First and foremost, ski boots must be comfortable, as you will be wearing them for 7-8 hours at a time. Secondly, the boot must hold your foot firmly in place. Technology has also progressed to match the technique used with shaped skis. Since lateral forces are needed to roll the ski, boots are more rigid laterally using liner and shell reinforcements and provide more flex in the forward direction (to a much lesser extent with racing boots) to lessen the abuse your shins take. Make sure there is even pressure on your shin as you flex forward with no uncomfortable pressure points. Advancements in liner, plastic and shell design also help boots better fit the foot, with easy entry and exit. Higher line models also have thermally moldable liners that mold to the shape of your foot. To increase comfort, most shops will also provide custom foot beds to match the shape of your foot. In addition, it is important that your boots fit snugly (but no pressure points) in the shop because they will expand after the first few runs and days of skiing (very tip of your big toe may slightly touch the front of the boots). Your boot specialist will explain this in further detail. Keep in mind that no boot will fit absolutely perfect but your boot specialist has many tools to work out these little nuances. Ensure that this support comes free with the purchase of the boot in the form of a guarantee. Last but not least, if your ankle’s forward flexure is limited (i.e. your ability to lean forward bending at the ankle – picture a ski jumper), you may want to consider heel lifts to minimize pressure on the arches of your feet. Your boot fit specialist can measure this flexure and make a recommendation.

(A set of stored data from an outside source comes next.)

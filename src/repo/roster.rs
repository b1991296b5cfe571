// src/repo/roster.rs

use std::sync::Arc;

use argon2::password_hash::rand_core::{OsRng, RngCore};
use chrono::{Datelike, Utc};
use validator::Validate;

use crate::error::AppError;
use crate::models::student::{CreateStudentRequest, Student};
use crate::storage::KvStore;

use super::keys;

/// Repository over the student roster.
pub struct StudentRoster {
    store: Arc<dyn KvStore>,
}

impl StudentRoster {
    pub fn new(store: Arc<dyn KvStore>) -> Self {
        Self { store }
    }

    pub fn all(&self) -> Result<Vec<Student>, AppError> {
        match self.store.read(keys::STUDENTS)? {
            Some(raw) => Ok(serde_json::from_str(&raw)?),
            None => Ok(Vec::new()),
        }
    }

    fn write_all(&self, students: &[Student]) -> Result<(), AppError> {
        let raw = serde_json::to_string(students)?;
        self.store.write(keys::STUDENTS, &raw)
    }

    /// Adds a student, generating a fresh `EDU-<year>-<nnnn>` registration
    /// number that no other roster entry uses.
    pub fn add(&self, req: CreateStudentRequest) -> Result<Student, AppError> {
        if let Err(validation_errors) = req.validate() {
            return Err(AppError::BadRequest(validation_errors.to_string()));
        }

        let mut students = self.all()?;
        let reg_no = generate_reg_no(&students);
        let student = Student {
            name: req.name.trim().to_string(),
            class_name: req.class_name.trim().to_string(),
            reg_no,
        };
        students.push(student.clone());
        self.write_all(&students)?;
        tracing::info!("Added student {} ({})", student.name, student.reg_no);
        Ok(student)
    }

    /// Updates name and class for the student with `reg_no`.
    pub fn update(&self, reg_no: &str, req: CreateStudentRequest) -> Result<Student, AppError> {
        if let Err(validation_errors) = req.validate() {
            return Err(AppError::BadRequest(validation_errors.to_string()));
        }

        let mut students = self.all()?;
        let student = students
            .iter_mut()
            .find(|s| s.reg_no.eq_ignore_ascii_case(reg_no))
            .ok_or_else(|| AppError::NotFound(format!("Student {} not found", reg_no)))?;
        student.name = req.name.trim().to_string();
        student.class_name = req.class_name.trim().to_string();
        let updated = student.clone();
        self.write_all(&students)?;
        Ok(updated)
    }

    pub fn delete(&self, reg_no: &str) -> Result<(), AppError> {
        let mut students = self.all()?;
        let before = students.len();
        students.retain(|s| !s.reg_no.eq_ignore_ascii_case(reg_no));
        if students.len() == before {
            return Err(AppError::NotFound(format!("Student {} not found", reg_no)));
        }
        self.write_all(&students)
    }

    /// Login lookup: name and class compared case-insensitively, the
    /// registration number uppercased, all inputs trimmed.
    pub fn login(
        &self,
        name: &str,
        class_name: &str,
        reg_no: &str,
    ) -> Result<Option<Student>, AppError> {
        let students = self.all()?;
        Ok(students.into_iter().find(|s| {
            s.name.to_lowercase() == name.trim().to_lowercase()
                && s.class_name.to_lowercase() == class_name.trim().to_lowercase()
                && s.reg_no.trim().to_uppercase() == reg_no.trim().to_uppercase()
        }))
    }
}

fn generate_reg_no(students: &[Student]) -> String {
    let year = Utc::now().year();
    loop {
        let n = 1000 + OsRng.next_u32() % 9000;
        let reg_no = format!("EDU-{}-{}", year, n);
        if !students
            .iter()
            .any(|s| s.reg_no.eq_ignore_ascii_case(&reg_no))
        {
            return reg_no;
        }
    }
}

The most comprehensive site on boot fitting is America’s Best Bootfitters. Before you buy, it is strongly recommended that you visit this site, read the reviews and then purchase your boots from a shop certified America’s Best Bootfitters. As you will read, the boot specialists at these shops are trained at MasterFit University and the knowledge they receive makes all the difference in helping you find the most comfortable boots.  I have also used boot shops that consult with foot doctors which have been excellent.  Furthermore, I have listed boot manufacturers below for reference so you can get familiar with offerings.  Just google website as links frequently change.

Boot Manufacturers
Alpina | Atomic | Dalbello | Daleboot | Dolomite | Fischer
Head | Lange | Nordica | Rossignol | Salomon | Tecnica

Once you purchase your boots, there are a few tips to maximize comfort.

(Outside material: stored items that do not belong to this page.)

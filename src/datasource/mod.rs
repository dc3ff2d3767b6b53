//! Historical price lookups consumed by the profit engine.

use crate::domain::{ChainId, Decimal, Timestamp, TokenId};
use async_trait::async_trait;
use std::collections::HashMap;
use std::fmt;

pub mod defillama;
pub mod mock;

pub use defillama::DefiLlamaPriceSource;
pub use mock::MockPriceSource;

/// Source of historical USD prices.
///
/// Implementations own their retry/backoff policy; the engine never retries.
#[async_trait]
pub trait PriceSource: Send + Sync + fmt::Debug {
    /// Fetch the USD price of each token at a point in time.
    ///
    /// # Arguments
    /// * `tokens` - Token addresses to price
    /// * `at` - Unix timestamp (seconds)
    /// * `chain` - Chain the tokens live on
    ///
    /// # Returns
    /// A map keyed by token. Tokens without a known price are absent; a
    /// price may be zero for an illiquid token.
    async fn historical_prices(
        &self,
        tokens: &[TokenId],
        at: Timestamp,
        chain: ChainId,
    ) -> Result<HashMap<TokenId, Decimal>, PriceSourceError>;
}

/// Error type for price lookups.
#[derive(Debug, Clone, PartialEq, Eq)]
pub enum PriceSourceError {
    /// Network error (e.g., connection timeout, DNS failure)
    NetworkError(String),
    /// HTTP error (e.g., 404 unknown coin, 5xx server error)
    HttpError { status: u16, message: String },
    /// Parsing error (invalid JSON or malformed response)
    ParseError(String),
    /// Rate limit exceeded and retries exhausted
    RateLimited,
    /// The chain has no known mapping in this source
    UnsupportedChain(ChainId),
    /// Other error
    Other(String),
}

impl fmt::Display for PriceSourceError {
    fn fmt(&self, f: &mut fmt::Formatter<'_>) -> fmt::Result {
        match self {
            PriceSourceError::NetworkError(msg) => write!(f, "Network error: {}", msg),
            PriceSourceError::HttpError { status, message } => {
                write!(f, "HTTP error {}: {}", status, message)
            }
            PriceSourceError::ParseError(msg) => write!(f, "Parse error: {}", msg),
            PriceSourceError::RateLimited => write!(f, "Rate limited"),
            PriceSourceError::UnsupportedChain(chain) => {
                write!(f, "Unsupported chain: {}", chain)
            }
            PriceSourceError::Other(msg) => write!(f, "Error: {}", msg),
        }
    }
}

impl std::error::Error for PriceSourceError {}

  • The only piece of clothing in the boot should be your sock. It is best to keep all other clothing such as long underwear, pants, etc. out of the boot.
  • Do not leave your boots in an unheated area overnight, as it will cause the boots to become significantly stiffer and more difficult to put on. This also means your feet will take longer to warm up. Furthermore, try to keep the boots in the cabin of the car on your ride to the mountain if more than a few minutes away.
  • Make sure your socks are not bunched up.

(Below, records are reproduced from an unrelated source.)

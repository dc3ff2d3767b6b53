use alloy_primitives::U256;
use axum::extract::State;
use axum::Json;
use serde::{Deserialize, Serialize};

use crate::api::AppState;
use crate::domain::{ChainId, PositionContext, PositionEvent, Timestamp, Token, TokenId};
use crate::engine::{ProfitPoint, ProfitSeries};
use crate::error::AppError;

#[derive(Debug, Deserialize)]
#[serde(rename_all = "camelCase")]
pub struct TokenInput {
    pub address: String,
    pub decimals: u8,
}

/// One event as submitted over the wire. Raw amounts are base-10 strings.
#[derive(Debug, Deserialize)]
#[serde(tag = "type", rename_all = "camelCase", rename_all_fields = "camelCase")]
pub enum EventInput {
    Created {
        timestamp: i64,
        rate: String,
        remaining_swaps: u32,
    },
    /// Rate/duration change, classified server-side by the funds it leaves.
    Modified {
        timestamp: i64,
        old_rate: String,
        old_remaining_swaps: u32,
        new_rate: String,
        new_remaining_swaps: u32,
    },
    Swapped {
        timestamp: i64,
        rate: String,
        swapped: String,
    },
    Terminated {
        timestamp: i64,
    },
}

#[derive(Debug, Deserialize)]
#[serde(rename_all = "camelCase")]
pub struct ProfitRequest {
    pub chain_id: u64,
    pub from: TokenInput,
    pub to: TokenInput,
    pub events: Vec<EventInput>,
}

#[derive(Debug, Serialize)]
#[serde(rename_all = "camelCase")]
pub struct PointResponse {
    pub timestamp: i64,
    #[serde(skip_serializing_if = "Option::is_none")]
    pub date: Option<String>,
    pub swapped_if_lump_sum: String,
    pub swapped_if_dca: String,
    pub ratio: String,
    pub percentage: String,
}

#[derive(Debug, Serialize)]
#[serde(rename_all = "camelCase")]
pub struct ProfitResponse {
    pub has_swap_history: bool,
    pub points: Vec<PointResponse>,
}

fn parse_address(input: &str, field: &str) -> Result<TokenId, AppError> {
    let valid = input.len() == 42
        && input.starts_with("0x")
        && input[2..].chars().all(|c| c.is_ascii_hexdigit());
    if !valid {
        return Err(AppError::BadRequest(format!("Invalid {} address", field)));
    }
    Ok(TokenId::new(input))
}

fn parse_amount(input: &str, field: &str) -> Result<U256, AppError> {
    if input.is_empty() || !input.chars().all(|c| c.is_ascii_digit()) {
        return Err(AppError::BadRequest(format!("Invalid {}", field)));
    }
    input
        .parse::<U256>()
        .map_err(|_| AppError::BadRequest(format!("Invalid {}", field)))
}

fn to_event(input: &EventInput) -> Result<PositionEvent, AppError> {
    let event = match input {
        EventInput::Created {
            timestamp,
            rate,
            remaining_swaps,
        } => PositionEvent::Created {
            timestamp: Timestamp::new(*timestamp),
            rate: parse_amount(rate, "rate")?,
            remaining_swaps: *remaining_swaps,
        },
        EventInput::Modified {
            timestamp,
            old_rate,
            old_remaining_swaps,
            new_rate,
            new_remaining_swaps,
        } => PositionEvent::modified(
            Timestamp::new(*timestamp),
            parse_amount(old_rate, "oldRate")?,
            *old_remaining_swaps,
            parse_amount(new_rate, "newRate")?,
            *new_remaining_swaps,
        )
        .map_err(|e| AppError::BadRequest(format!("Invalid modification: {}", e)))?,
        EventInput::Swapped {
            timestamp,
            rate,
            swapped,
        } => PositionEvent::Swapped {
            timestamp: Timestamp::new(*timestamp),
            rate: parse_amount(rate, "rate")?,
            swapped: parse_amount(swapped, "swapped")?,
        },
        EventInput::Terminated { timestamp } => PositionEvent::Terminated {
            timestamp: Timestamp::new(*timestamp),
        },
    };
    Ok(event)
}

fn to_point_response(point: &ProfitPoint) -> PointResponse {
    PointResponse {
        timestamp: point.timestamp.as_secs(),
        date: point.timestamp.to_rfc3339(),
        swapped_if_lump_sum: point.swapped_if_lump_sum.to_canonical_string(),
        swapped_if_dca: point.swapped_if_dca.to_canonical_string(),
        ratio: point.ratio.to_canonical_string(),
        percentage: point.percentage.to_canonical_string(),
    }
}

fn to_response(series: &ProfitSeries) -> ProfitResponse {
    ProfitResponse {
        has_swap_history: series.has_swap_history(),
        points: series.points().iter().map(to_point_response).collect(),
    }
}

pub async fn post_profit(
    State(state): State<AppState>,
    Json(request): Json<ProfitRequest>,
) -> Result<Json<ProfitResponse>, AppError> {
    let from = parse_address(&request.from.address, "from")?;
    let to = parse_address(&request.to.address, "to")?;
    let context = PositionContext::new(
        ChainId::new(request.chain_id),
        Token::new(from, request.from.decimals),
        Token::new(to, request.to.decimals),
    );

    if request.events.is_empty() {
        return Err(AppError::BadRequest("events must not be empty".to_string()));
    }
    let events = request
        .events
        .iter()
        .map(to_event)
        .collect::<Result<Vec<_>, _>>()?;

    let series = state.engine.replay(&context, &events).await?;

    Ok(Json(to_response(&series)))
}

If you haven’t already done so, purchase a bootstrap or bag to carry your boots with. This makes a huge difference when lugging your equipment from the car to the slopes.

Personal Experience …

Shortly after I purchased a new pair of boots, I began having severe pain in my foot arches and less severe pain in my shins. I went to several places over the course of two years to have the problem resolved but no one was able to solve it. After the recommendation from a friend, I tried Northern Ski Works at Killington, Vermont. To my surprise, their boot specialist identified the problem causing the pain in my arches within 1-minute … heel lifts were required to compensate for the limited flexure in my ankles. This is no joke! The boot specialist then began working on the pain in my shins. However, before he got too far I decided to try on some new boots because I began realize all the advancements made in the technology (from the boots I owned) from people trying boots on around me. After I explained to the boot specialist my skill level and the terrain I liked to ski, he measured my foot and selected a pair of boots for me to try. Sure enough, they fit like a glove (really a night and day difference from my previous boots). Just to be sure, I tried on several other models (mostly higher end) and found the first pair was the best. To date, this has been my most comfortable pair of boots and the only thing I am considering is getting a custom foot bed to maximize comfort.